(Stored items)

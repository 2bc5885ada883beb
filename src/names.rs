//! ISO 9660 level 1 file name checks
//!
//! Level 1 names use only `A-Z`, `0-9` and `_`, with at most one dot
//! separating the base name from the extension.

use std::collections::BTreeSet;
use std::sync::LazyLock;

use regex::Regex;

use crate::tree::Tree;

static LEVEL1_PATTERN: LazyLock<Regex> = LazyLock::new(|| Regex::new(r"^[A-Z0-9_]+$").unwrap());

static INVALID_CHARS: LazyLock<Regex> = LazyLock::new(|| Regex::new(r"[^A-Z0-9_]").unwrap());

/// Split a name into base and extension; leading dots belong to the base
fn split_extension(name: &str) -> (&str, &str) {
    let leading = name.len() - name.trim_start_matches('.').len();
    match name[leading..].rfind('.') {
        Some(dot) => (&name[..leading + dot], &name[leading + dot + 1..]),
        None => (name, ""),
    }
}

/// Check a single name against level 1 rules, ignoring case
pub fn is_level1_compliant(name: &str) -> bool {
    if name.matches('.').count() > 1 {
        return false;
    }

    let (base, ext) = split_extension(name);
    LEVEL1_PATTERN.is_match(&base.to_uppercase())
        && (ext.is_empty() || LEVEL1_PATTERN.is_match(&ext.to_uppercase()))
}

/// All distinct names in the tree that break level 1 rules, sorted
pub fn non_compliant_names(tree: &Tree) -> Vec<String> {
    tree.descendants(tree.root())
        .into_iter()
        .filter_map(|id| tree.get(id))
        .filter(|node| !is_level1_compliant(&node.name))
        .map(|node| node.name.clone())
        .collect::<BTreeSet<_>>()
        .into_iter()
        .collect()
}

/// Closest 8.3 name made only of level 1 characters
pub fn suggest_level1_name(name: &str) -> String {
    let (base, ext) = split_extension(name);

    let mut base = INVALID_CHARS.replace_all(&base.to_uppercase(), "_").into_owned();
    if base.is_empty() {
        base.push('_');
    }
    let base: String = base.chars().take(8).collect();

    if ext.is_empty() {
        return base;
    }
    let upper = ext.to_uppercase();
    let ext = INVALID_CHARS.replace_all(&upper, "_");
    format!("{}.{}", base, ext.chars().take(3).collect::<String>())
}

▶ Task
Write out the records. Leave nothing out and change nothing.

▶ Answer for this exercise
repository 2bc5885ada883beb
filename src/names.rs
//! ISO 9660 level 1 file name checks
//!
//! Level 1 names use only `A-Z`, `0-9` and `_`, with at most one dot
//! separating the base name from the extension.

use std::collections::BTreeSet;
use std::sync::LazyLock;

use regex::Regex;

use crate::tree::Tree;

static LEVEL1_PATTERN: LazyLock<Regex> = LazyLock::new(|| Regex::new(r"^[A-Z0-9_]+$").unwrap());

static INVALID_CHARS: LazyLock<Regex> = LazyLock::new(|| Regex::new(r"[^A-Z0-9_]").unwrap());

/// Split a name into base and extension; leading dots belong to the base
fn split_extension(name: &str) -> (&str, &str) {
    let leading = name.len() - name.trim_start_matches('.').len();
    match name[leading..].rfind('.') {
        Some(dot) => (&name[..leading + dot], &name[leading + dot + 1..]),
        None => (name, ""),
    }
}

/// Check a single name against level 1 rules, ignoring case
pub fn is_level1_compliant(name: &str) -> bool {
    if name.matches('.').count() > 1 {
        return false;
    }

    let (base, ext) = split_extension(name);
    LEVEL1_PATTERN.is_match(&base.to_uppercase())
        && (ext.is_empty() || LEVEL1_PATTERN.is_match(&ext.to_uppercase()))
}

/// All distinct names in the tree that break level 1 rules, sorted
pub fn non_compliant_names(tree: &Tree) -> Vec<String> {
    tree.descendants(tree.root())
        .into_iter()
        .filter_map(|id| tree.get(id))
        .filter(|node| !is_level1_compliant(&node.name))
        .map(|node| node.name.clone())
        .collect::<BTreeSet<_>>()
        .into_iter()
        .collect()
}

/// Closest 8.3 name made only of level 1 characters
pub fn suggest_level1_name(name: &str) -> String {
    let (base, ext) = split_extension(name);

    let mut base = INVALID_CHARS.replace_all(&base.to_uppercase(), "_").into_owned();
    if base.is_empty() {
        base.push('_');
    }
    let base: String = base.chars().take(8).collect();

    if ext.is_empty() {
        return base;
    }
    let upper = ext.to_uppercase();
    let ext = INVALID_CHARS.replace_all(&upper, "_");
    format!("{}.{}", base, ext.chars().take(3).collect::<String>())
}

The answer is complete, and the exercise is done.